### [Supplied records]
____________________

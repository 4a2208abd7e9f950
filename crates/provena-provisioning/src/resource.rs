//! Deterministic resource naming.

use std::fmt;

use provena_core::TenantName;

/// Fixed suffix appended to every tenant's backing resource name.
pub const RESOURCE_SUFFIX: &str = "demo_customer";

/// Name of a tenant's backing resource.
///
/// Derived deterministically from the tenant name; a given tenant always
/// maps to exactly one resource name, which makes the name itself the
/// idempotency key for provisioning.
#[derive(Debug, Clone, PartialEq, Eq, Hash)]
pub struct ResourceName(String);

impl ResourceName {
    /// Derive the resource name for a tenant.
    #[must_use]
    pub fn for_tenant(tenant: &TenantName) -> Self {
        Self(format!("{}_{RESOURCE_SUFFIX}", tenant.as_str()))
    }

    /// The resource name as a string slice.
    #[must_use]
    pub fn as_str(&self) -> &str {
        &self.0
    }
}

impl fmt::Display for ResourceName {
    fn fmt(&self, f: &mut fmt::Formatter<'_>) -> fmt::Result {
        f.write_str(&self.0)
    }
}
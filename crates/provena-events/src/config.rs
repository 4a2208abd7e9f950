//! Event bus configuration management.

use crate::error::EventError;
use std::env;

/// Event bus connection configuration.
#[derive(Debug, Clone)]
pub struct EventBusConfig {
    /// Name or ARN of the target event bus.
    pub bus_name: String,
    /// Region override; falls back to ambient credentials when unset.
    pub region: Option<String>,
}

impl EventBusConfig {
    /// Load configuration from environment variables.
    ///
    /// Required:
    /// - `EVENT_BUS_NAME`: Name or ARN of the event bus
    ///
    /// Optional:
    /// - `AWS_REGION`: Region override
    pub fn from_env() -> Result<Self, EventError> {
        let bus_name = env::var("EVENT_BUS_NAME").map_err(|_| EventError::ConfigMissing {
            var: "EVENT_BUS_NAME".to_string(),
        })?;

        if bus_name.trim().is_empty() {
            return Err(EventError::ConfigInvalid {
                var: "EVENT_BUS_NAME".to_string(),
                reason: "value is empty".to_string(),
            });
        }

        Ok(Self {
            bus_name,
            region: env::var("AWS_REGION").ok(),
        })
    }

    /// Create a new configuration builder.
    #[must_use]
    pub fn builder() -> EventBusConfigBuilder {
        EventBusConfigBuilder::default()
    }
}

/// Builder for `EventBusConfig`.
#[derive(Debug, Default)]
pub struct EventBusConfigBuilder {
    bus_name: Option<String>,
    region: Option<String>,
}

impl EventBusConfigBuilder {
    /// Set the event bus name or ARN.
    pub fn bus_name(mut self, name: impl Into<String>) -> Self {
        self.bus_name = Some(name.into());
        self
    }

    /// Set the region override.
    pub fn region(mut self, region: impl Into<String>) -> Self {
        self.region = Some(region.into());
        self
    }

    /// Build the configuration.
    pub fn build(self) -> Result<EventBusConfig, EventError> {
        let bus_name = self.bus_name.ok_or(EventError::ConfigMissing {
            var: "bus_name".to_string(),
        })?;

        Ok(EventBusConfig {
            bus_name,
            region: self.region,
        })
    }
}
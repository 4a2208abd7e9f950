//! Typed event publishing to an AWS event bus.
//!
//! Events implement the [`Event`] trait to declare their detail-type and
//! source; the [`EventBusPublisher`] wraps them in an envelope and hands
//! them to an [`EventBus`] transport. Production uses [`EventBridgeBus`];
//! tests use [`RecordingEventBus`].

pub mod bus;
pub mod config;
pub mod envelope;
pub mod error;
pub mod event;
pub mod publisher;

pub use bus::{BusEntry, EventBridgeBus, EventBus, RecordingEventBus};
pub use config::EventBusConfig;
pub use envelope::EventEnvelope;
pub use error::EventError;
pub use event::Event;
pub use publisher::EventBusPublisher;
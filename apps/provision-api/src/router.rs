//! Route wiring.

use axum::routing::{get, post};
use axum::Router;
use tower_http::trace::TraceLayer;

use crate::handlers::{health_handler, provision_handler};
use crate::state::AppState;

/// Build the application router.
pub fn build_router(state: AppState) -> Router {
    Router::new()
        .route("/health", get(health_handler))
        .route("/tenants/provision", post(provision_handler))
        .with_state(state)
        .layer(TraceLayer::new_for_http())
}
//! Role constants carried in token claims.

/// The only role authorized to trigger tenant provisioning.
pub const SUPER_ADMIN: &str = "super_admin";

____________________

### [Work request]
Copy every line in the entries above that has the string "Debug" in it.

### [Reply]
#[derive(Debug, Clone, PartialEq, Eq, Hash)]
#[derive(Debug, Clone)]
#[derive(Debug, Default)]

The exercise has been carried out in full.